=== What to work on ===
Count every line in the records below that contains the string "text". Report that number alone.

=== Provided data ===
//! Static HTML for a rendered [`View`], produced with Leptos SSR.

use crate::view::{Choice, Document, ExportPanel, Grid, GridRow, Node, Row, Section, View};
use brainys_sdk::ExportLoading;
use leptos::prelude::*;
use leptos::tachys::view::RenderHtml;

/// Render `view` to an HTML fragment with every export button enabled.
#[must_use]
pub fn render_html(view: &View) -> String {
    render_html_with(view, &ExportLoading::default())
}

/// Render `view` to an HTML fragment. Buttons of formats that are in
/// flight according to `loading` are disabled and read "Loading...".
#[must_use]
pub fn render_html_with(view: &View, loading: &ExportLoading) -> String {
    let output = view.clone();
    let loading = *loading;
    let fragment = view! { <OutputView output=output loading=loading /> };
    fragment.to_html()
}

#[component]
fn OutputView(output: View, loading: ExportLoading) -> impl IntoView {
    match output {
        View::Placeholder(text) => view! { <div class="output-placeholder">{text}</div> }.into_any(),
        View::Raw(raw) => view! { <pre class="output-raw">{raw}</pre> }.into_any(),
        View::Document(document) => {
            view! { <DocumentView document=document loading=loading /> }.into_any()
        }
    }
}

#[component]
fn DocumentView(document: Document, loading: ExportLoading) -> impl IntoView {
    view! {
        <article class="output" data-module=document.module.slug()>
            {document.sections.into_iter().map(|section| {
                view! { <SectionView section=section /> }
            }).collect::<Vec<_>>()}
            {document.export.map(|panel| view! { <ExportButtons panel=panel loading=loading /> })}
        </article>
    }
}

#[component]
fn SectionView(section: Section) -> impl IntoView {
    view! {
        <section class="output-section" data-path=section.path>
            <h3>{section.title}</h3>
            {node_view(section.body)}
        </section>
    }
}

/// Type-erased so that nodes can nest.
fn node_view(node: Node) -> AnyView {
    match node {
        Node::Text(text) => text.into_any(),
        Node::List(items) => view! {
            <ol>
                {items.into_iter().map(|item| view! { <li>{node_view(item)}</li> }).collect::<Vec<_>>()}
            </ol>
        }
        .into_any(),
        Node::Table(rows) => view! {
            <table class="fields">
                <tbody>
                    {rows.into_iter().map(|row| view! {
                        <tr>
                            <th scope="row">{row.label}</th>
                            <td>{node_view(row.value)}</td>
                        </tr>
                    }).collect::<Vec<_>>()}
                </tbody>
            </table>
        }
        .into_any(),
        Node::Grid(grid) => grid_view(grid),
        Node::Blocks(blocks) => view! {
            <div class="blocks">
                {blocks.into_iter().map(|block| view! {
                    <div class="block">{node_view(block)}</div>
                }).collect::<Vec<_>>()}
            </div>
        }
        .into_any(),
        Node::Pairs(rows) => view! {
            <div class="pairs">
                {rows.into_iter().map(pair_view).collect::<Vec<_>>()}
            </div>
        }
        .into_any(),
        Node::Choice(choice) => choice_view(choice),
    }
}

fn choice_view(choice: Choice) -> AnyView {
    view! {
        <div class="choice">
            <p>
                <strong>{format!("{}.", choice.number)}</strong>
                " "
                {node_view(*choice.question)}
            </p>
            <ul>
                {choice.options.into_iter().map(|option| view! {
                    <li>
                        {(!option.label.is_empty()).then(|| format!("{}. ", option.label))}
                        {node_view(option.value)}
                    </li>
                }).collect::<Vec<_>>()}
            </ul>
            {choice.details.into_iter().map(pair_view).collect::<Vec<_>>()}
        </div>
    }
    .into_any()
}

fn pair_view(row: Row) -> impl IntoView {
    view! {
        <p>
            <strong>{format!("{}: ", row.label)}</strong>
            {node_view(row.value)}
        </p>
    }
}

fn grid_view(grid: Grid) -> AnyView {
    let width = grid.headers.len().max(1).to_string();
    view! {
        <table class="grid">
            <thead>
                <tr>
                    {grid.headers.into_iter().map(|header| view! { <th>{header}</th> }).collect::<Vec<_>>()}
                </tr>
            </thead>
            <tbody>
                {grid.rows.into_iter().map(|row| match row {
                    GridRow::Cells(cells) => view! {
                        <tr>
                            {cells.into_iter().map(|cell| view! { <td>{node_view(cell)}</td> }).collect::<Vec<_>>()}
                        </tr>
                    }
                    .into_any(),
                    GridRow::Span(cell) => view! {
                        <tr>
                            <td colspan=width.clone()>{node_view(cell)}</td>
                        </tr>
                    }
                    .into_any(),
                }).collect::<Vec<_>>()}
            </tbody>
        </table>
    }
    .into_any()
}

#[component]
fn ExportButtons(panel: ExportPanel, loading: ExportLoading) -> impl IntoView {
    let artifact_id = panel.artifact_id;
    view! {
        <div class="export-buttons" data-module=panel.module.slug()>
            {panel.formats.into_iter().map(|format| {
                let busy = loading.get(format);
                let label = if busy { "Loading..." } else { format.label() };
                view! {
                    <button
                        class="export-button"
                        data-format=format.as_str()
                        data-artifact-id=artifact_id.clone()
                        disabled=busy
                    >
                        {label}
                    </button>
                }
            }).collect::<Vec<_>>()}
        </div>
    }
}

=== The completed task ===
2